Senior Ministry of Health officials and health experts have warned an increase in non-communicable diseases is posing a threat to public health and the nation’s development.
The four main types of non-communicable disease are cardiovascular diseases, cancer, chronic respiratory diseases and diabetes.
With limited effective prevention, the estimated death rate from non-communicable diseases is currently about 56 percent, or approximately half of all deaths in the country every year.
Speaking at a UN meeting on the issue in Phnom Penh yesterday, Health Minister Mam Bun Heng said the government had put together a national action plan to prevent and fight against non-communicable diseases until 2026 in response to an increase in cases.
He said non-communicable diseases were predicted to rise further due to changing lifestyles and environments in the country.
“Non-communicable diseases are chronic diseases causing disability, loss of labour, increased poverty and massive spending on the national economy,” he said.
“People should not smoke or drink too much alcohol. They also shouldn’t eat too much salt, sugar and cholesterol and should exercise. By doing all that, we can reduce our death rates up to 80 percent.”
Mom Kong, executive director of the Cambodian Movement for Health, said non-communicable diseases were largely caused by four risk factors: tobacco, alcohol, unhealthy diet and lack of exercise.

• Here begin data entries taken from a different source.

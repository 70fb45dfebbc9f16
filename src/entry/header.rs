//! # Ustar Header Record
//!
//! Encoding and decoding of the fixed-layout 512-byte header that precedes every
//! member of a ustar archive. All numeric fields are octal text. The layout is:
//!
//! | field      | offset | length |
//! |------------|--------|--------|
//! | name       | 0      | 100    |
//! | mode       | 100    | 8      |
//! | uid        | 108    | 8      |
//! | gid        | 116    | 8      |
//! | size       | 124    | 12     |
//! | mtime      | 136    | 12     |
//! | checksum   | 148    | 8      |
//! | type flag  | 156    | 1      |
//! | link name  | 157    | 100    |
//! | magic      | 257    | 8      |
//! | user name  | 265    | 32     |
//! | group name | 297    | 32     |
//! | dev major  | 329    | 8      |
//! | dev minor  | 337    | 8      |
//! | prefix     | 345    | 155    |
//!
//! The checksum covers its own field, so it is computed with that field filled
//! with spaces and written afterwards.

use chrono::{DateTime, TimeZone, Utc};
use tracing::warn;

use super::{normalize_name, ArchiveEntry, EntryKind};
use crate::error::{ArchiverError, Result};
use crate::owner::Owner;

/// Size of a header record and of the blocks payloads are padded to.
pub const BLOCK_SIZE: usize = 512;

/// A raw header record.
pub type HeaderBlock = [u8; BLOCK_SIZE];

/// Bytes at offset 257 that identify a block as a header.
pub const MAGIC: &[u8; 5] = b"ustar";

/// Magic plus version as written into new headers.
const MAGIC_VERSION: &[u8; 8] = b"ustar  \0";

#[derive(Debug, Clone, Copy)]
struct Field {
    offset: usize,
    len: usize,
}

impl Field {
    const fn new(offset: usize, len: usize) -> Self {
        Self { offset, len }
    }

    fn range(&self) -> std::ops::Range<usize> {
        self.offset..self.offset + self.len
    }
}

const NAME: Field = Field::new(0, 100);
const MODE: Field = Field::new(100, 8);
const UID: Field = Field::new(108, 8);
const GID: Field = Field::new(116, 8);
const SIZE: Field = Field::new(124, 12);
const MTIME: Field = Field::new(136, 12);
const CHECKSUM: Field = Field::new(148, 8);
const TYPE_FLAG: Field = Field::new(156, 1);
const LINK_NAME: Field = Field::new(157, 100);
const MAGIC_FIELD: Field = Field::new(257, 8);
const USER_NAME: Field = Field::new(265, 32);
const GROUP_NAME: Field = Field::new(297, 32);
const DEV_MAJOR: Field = Field::new(329, 8);
const DEV_MINOR: Field = Field::new(337, 8);
const PREFIX: Field = Field::new(345, 155);

/// Returns true if `block` carries the ustar magic and therefore holds a header.
pub fn is_header(block: &[u8]) -> bool {
    block.len() >= BLOCK_SIZE && &block[MAGIC_FIELD.offset..MAGIC_FIELD.offset + MAGIC.len()] == MAGIC
}

/// Number of bytes a payload of `size` bytes occupies once padded to whole blocks.
pub fn padded_size(size: u64) -> u64 {
    let block = BLOCK_SIZE as u64;
    size.div_ceil(block) * block
}

/// Sum of all bytes of `block`, counting the checksum field as eight spaces.
pub fn checksum(block: &HeaderBlock) -> u32 {
    block
        .iter()
        .enumerate()
        .map(|(i, &b)| if CHECKSUM.range().contains(&i) { b' ' as u32 } else { b as u32 })
        .sum()
}

/// Reads the checksum stored in `block`, if the field holds octal digits.
pub fn stored_checksum(block: &HeaderBlock) -> Option<u32> {
    parse_octal(&block[CHECKSUM.range()]).and_then(|v| u32::try_from(v).ok())
}

/// Parses an octal text field. NUL and space padding is skipped, parsing stops at
/// any other non-octal byte. Returns `None` if the field holds no digits.
fn parse_octal(field: &[u8]) -> Option<u64> {
    let mut value: u64 = 0;
    let mut found = false;
    for &b in field {
        match b {
            0 | b' ' => continue,
            b'0'..=b'7' => {
                value = value.checked_mul(8)?.checked_add((b - b'0') as u64)?;
                found = true;
            }
            _ => break,
        }
    }
    found.then_some(value)
}

/// Decodes a NUL-padded text field.
fn parse_text(field: &[u8]) -> String {
    let end = field.iter().position(|&b| b == 0).unwrap_or(field.len());
    String::from_utf8_lossy(&field[..end]).trim().to_string()
}

fn parse_u32(field: &[u8]) -> u32 {
    parse_octal(field).and_then(|v| u32::try_from(v).ok()).unwrap_or(0)
}

fn parse_mtime(field: &[u8]) -> DateTime<Utc> {
    parse_octal(field)
        .and_then(|secs| i64::try_from(secs).ok())
        .and_then(|secs| Utc.timestamp_opt(secs, 0).single())
        .unwrap_or_else(|| {
            warn!(raw = ?String::from_utf8_lossy(field), "unreadable modification time, using current time");
            Utc::now()
        })
}

/// Copies `value` into the field, cutting it at the field width. The remainder stays NUL.
fn put_text(block: &mut HeaderBlock, field: Field, value: &[u8]) {
    let n = value.len().min(field.len);
    block[field.offset..field.offset + n].copy_from_slice(&value[..n]);
}

/// Writes `value` as octal, zero-padded on the left to `len - 1` digits and NUL-terminated.
fn put_octal(block: &mut HeaderBlock, field: Field, value: u64) {
    let width = field.len - 1;
    let digits = format!("{:0width$o}", value, width = width);
    let digits = if digits.len() > width {
        warn!(value, width, "value does not fit its octal header field, keeping the low digits");
        &digits[digits.len() - width..]
    } else {
        &digits[..]
    };
    put_text(block, field, digits.as_bytes());
    block[field.offset + width] = 0;
}

/// Device numbers are written left-aligned and NUL-padded, unlike the other numeric fields.
fn put_octal_unpadded(block: &mut HeaderBlock, field: Field, value: u32) {
    put_text(block, field, format!("{:o}", value).as_bytes());
}

/// Largest payload size the 11-digit size field can hold (8 GiB - 1).
pub const MAX_SIZE: u64 = 0o77777777777;

/// Fails with [`ArchiverError::Format`] if the size of `entry` does not fit the
/// size field. A cut-down size would no longer match the payload that follows.
pub(crate) fn check_size(entry: &ArchiveEntry) -> Result<()> {
    if entry.size() > MAX_SIZE {
        return Err(ArchiverError::Format(format!(
            "'{}' is {} bytes, more than a ustar header can describe",
            entry.name(),
            entry.size()
        )));
    }
    Ok(())
}

/// Renders the header record for `entry`.
pub(crate) fn encode(entry: &ArchiveEntry) -> Result<HeaderBlock> {
    check_size(entry)?;
    let mut block = [0u8; BLOCK_SIZE];
    let owner = entry.owner();

    put_text(&mut block, NAME, normalize_name(entry.name()).as_bytes());
    put_octal(&mut block, MODE, entry.permissions() as u64);
    put_octal(&mut block, UID, owner.user_id() as u64);
    put_octal(&mut block, GID, owner.group_id() as u64);
    put_octal(&mut block, SIZE, entry.size());
    put_octal(&mut block, MTIME, u64::try_from(entry.modified().timestamp()).unwrap_or(0));
    block[TYPE_FLAG.offset] = entry.kind().flag();
    put_text(&mut block, LINK_NAME, entry.link_target().as_bytes());
    put_text(&mut block, MAGIC_FIELD, MAGIC_VERSION);
    put_text(&mut block, USER_NAME, owner.user_name().as_bytes());
    put_text(&mut block, GROUP_NAME, owner.group_name().as_bytes());
    put_octal_unpadded(&mut block, DEV_MAJOR, entry.dev_major());
    put_octal_unpadded(&mut block, DEV_MINOR, entry.dev_minor());
    // prefix is never written

    block[CHECKSUM.range()].fill(b' ');
    let sum = checksum(&block);
    put_text(&mut block, CHECKSUM, format!("{:06o}\0 ", sum).as_bytes());
    Ok(block)
}

/// Decodes a header record. The record itself is kept as the entry's cached header.
pub(crate) fn decode(block: &HeaderBlock) -> Result<ArchiveEntry> {
    let flag = block[TYPE_FLAG.offset];
    let kind = EntryKind::from_flag(flag).ok_or(ArchiverError::UnknownTypeFlag(flag))?;

    let mut entry = ArchiveEntry::new(parse_text(&block[NAME.range()]), kind);
    entry.set_permissions(parse_u32(&block[MODE.range()]));
    entry.set_modified(parse_mtime(&block[MTIME.range()]));
    entry.set_size(parse_octal(&block[SIZE.range()]).unwrap_or(0));
    entry.set_owner(Owner::new(
        parse_u32(&block[UID.range()]),
        parse_text(&block[USER_NAME.range()]),
        parse_u32(&block[GID.range()]),
        parse_text(&block[GROUP_NAME.range()]),
    ));
    entry.set_link_target(parse_text(&block[LINK_NAME.range()]));
    entry.set_dev_major(parse_u32(&block[DEV_MAJOR.range()]));
    entry.set_dev_minor(parse_u32(&block[DEV_MINOR.range()]));
    entry.set_prefix(parse_text(&block[PREFIX.range()]));
    entry.set_header(*block);
    Ok(entry)
}

#[cfg(test)]
mod tests {
    use super::*;

    fn sample() -> ArchiveEntry {
        let mut entry = ArchiveEntry::new("./docs/readme.txt", EntryKind::File);
        entry.set_permissions(0o644);
        entry.set_size(10);
        entry.set_modified(Utc.timestamp_opt(1_700_000_000, 0).unwrap());
        entry.set_owner(Owner::new(1000, "alice", 100, "users"));
        entry
    }

    #[test]
    fn test_encode_field_layout() {
        let block = encode(&sample()).unwrap();

        assert_eq!(&block[0..15], b"docs/readme.txt");
        assert!(block[15..100].iter().all(|&b| b == 0));
        assert_eq!(&block[100..108], b"0000644\0");
        assert_eq!(&block[108..116], b"0001750\0");
        assert_eq!(&block[116..124], b"0000144\0");
        assert_eq!(&block[124..136], b"00000000012\0");
        assert_eq!(&block[136..148], format!("{:011o}\0", 1_700_000_000u64).as_bytes());
        assert_eq!(block[156], b'0');
        assert_eq!(&block[257..265], b"ustar  \0");
        assert_eq!(&block[265..270], b"alice");
        assert_eq!(&block[297..302], b"users");
        assert!(block[345..].iter().all(|&b| b == 0));
    }

    #[test]
    fn test_device_fields_are_nul_padded() {
        let mut entry = ArchiveEntry::new("dev/tty0", EntryKind::CharDevice);
        entry.set_dev_major(4);
        entry.set_dev_minor(64);
        let block = encode(&entry).unwrap();

        assert_eq!(&block[329..337], b"4\0\0\0\0\0\0\0");
        assert_eq!(&block[337..345], b"100\0\0\0\0\0");
        assert_eq!(block[156], b'3');
    }

    #[test]
    fn test_checksum_matches_recomputation() {
        let block = encode(&sample()).unwrap();
        let stored = stored_checksum(&block).unwrap();
        assert_eq!(stored, checksum(&block));
        assert_eq!(block[154], 0);
        assert_eq!(block[155], b' ');
    }

    #[test]
    fn test_checksum_field_is_octal() {
        let block = encode(&sample()).unwrap();
        let text = std::str::from_utf8(&block[148..154]).unwrap();
        assert!(text.bytes().all(|b| (b'0'..=b'7').contains(&b)), "{text}");
    }

    #[test]
    fn test_long_names_are_truncated() {
        let long = "d/".repeat(80);
        let mut entry = ArchiveEntry::new(long.clone(), EntryKind::Directory);
        entry.set_owner(Owner::new(0, "u".repeat(40), 0, "g".repeat(40)));
        let block = encode(&entry).unwrap();

        assert_eq!(&block[0..100], &long.as_bytes()[..100]);
        assert_eq!(&block[265..297], "u".repeat(32).as_bytes());
        assert_eq!(&block[297..329], "g".repeat(32).as_bytes());
    }

    #[test]
    fn test_decode_keeps_fields_and_record() {
        let block = encode(&sample()).unwrap();
        let entry = decode(&block).unwrap();

        assert_eq!(entry.name(), "docs/readme.txt");
        assert_eq!(entry.kind(), EntryKind::File);
        assert_eq!(entry.permissions(), 0o644);
        assert_eq!(entry.size(), 10);
        assert_eq!(entry.modified().timestamp(), 1_700_000_000);
        assert_eq!(entry.owner(), &Owner::new(1000, "alice", 100, "users"));
        assert_eq!(entry.link_target(), "");
        assert_eq!(entry.header(), Some(&block));
    }

    #[test]
    fn test_decode_unknown_type_flag() {
        let mut block = encode(&sample()).unwrap();
        block[156] = b'7';
        match decode(&block) {
            Err(ArchiverError::UnknownTypeFlag(b'7')) => {}
            other => panic!("unexpected result: {:?}", other.map(|e| e.name().to_string())),
        }
    }

    #[test]
    fn test_decode_nul_type_flag_is_file() {
        let mut block = encode(&sample()).unwrap();
        block[156] = 0;
        assert_eq!(decode(&block).unwrap().kind(), EntryKind::File);
    }

    #[test]
    fn test_unreadable_mtime_falls_back_to_now() {
        let mut block = encode(&sample()).unwrap();
        block[136..148].copy_from_slice(b"zzzzzzzzzzz\0");
        let before = Utc::now().timestamp();
        let entry = decode(&block).unwrap();
        assert!(entry.modified().timestamp() >= before);
    }

    #[test]
    fn test_oversized_payload_is_rejected() {
        let mut entry = sample();
        entry.set_size(MAX_SIZE);
        let block = encode(&entry).unwrap();
        assert_eq!(&block[124..136], b"77777777777\0");

        entry.set_size(MAX_SIZE + 1);
        match encode(&entry) {
            Err(ArchiverError::Format(message)) => assert!(message.contains("docs/readme.txt"), "{message}"),
            other => panic!("unexpected result: {:?}", other.map(|b| b[124..136].to_vec())),
        }
    }

    #[test]
    fn test_large_ids_keep_low_digits() {
        let mut entry = sample();
        entry.set_owner(Owner::new(0o17777777, "big", 0, "root"));
        let block = encode(&entry).unwrap();
        assert_eq!(&block[108..116], b"7777777\0");
    }

    #[test]
    fn test_parse_octal_variants() {
        assert_eq!(parse_octal(b"0000644\0"), Some(0o644));
        assert_eq!(parse_octal(b"  755 \0"), Some(0o755));
        assert_eq!(parse_octal(b"12\0\0\0\0\0\0"), Some(0o12));
        assert_eq!(parse_octal(b"\0\0\0\0"), None);
        assert_eq!(parse_octal(b"17x7"), Some(0o17));
    }

    #[test]
    fn test_is_header_and_padding() {
        let block = encode(&sample()).unwrap();
        assert!(is_header(&block));
        assert!(!is_header(&[0u8; BLOCK_SIZE]));
        assert_eq!(padded_size(0), 0);
        assert_eq!(padded_size(1), 512);
        assert_eq!(padded_size(512), 512);
        assert_eq!(padded_size(513), 1024);
    }
}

He added that the Cambodian death rate from non-communicable diseases of 56 percent was higher than the world average of 44 percent.
World Health Organisation representative to Cambodia Liu Yunguo said the death toll of non-communicable diseases for those under the age of 70 had increased remarkably over the last few years, and the rate may continue to rise if there is no effective control and prevention. “The fact that we cannot control non-communicable diseases can be a threat to our health, hinder social development, and damage the economy,” he said.
United Nations Development Programme representative Claire Van der Vaeren urged the government and partners to show commitment to address challenges relating to non-communicable diseases through its joint action plan, national policies and efforts to strengthen preventive measures.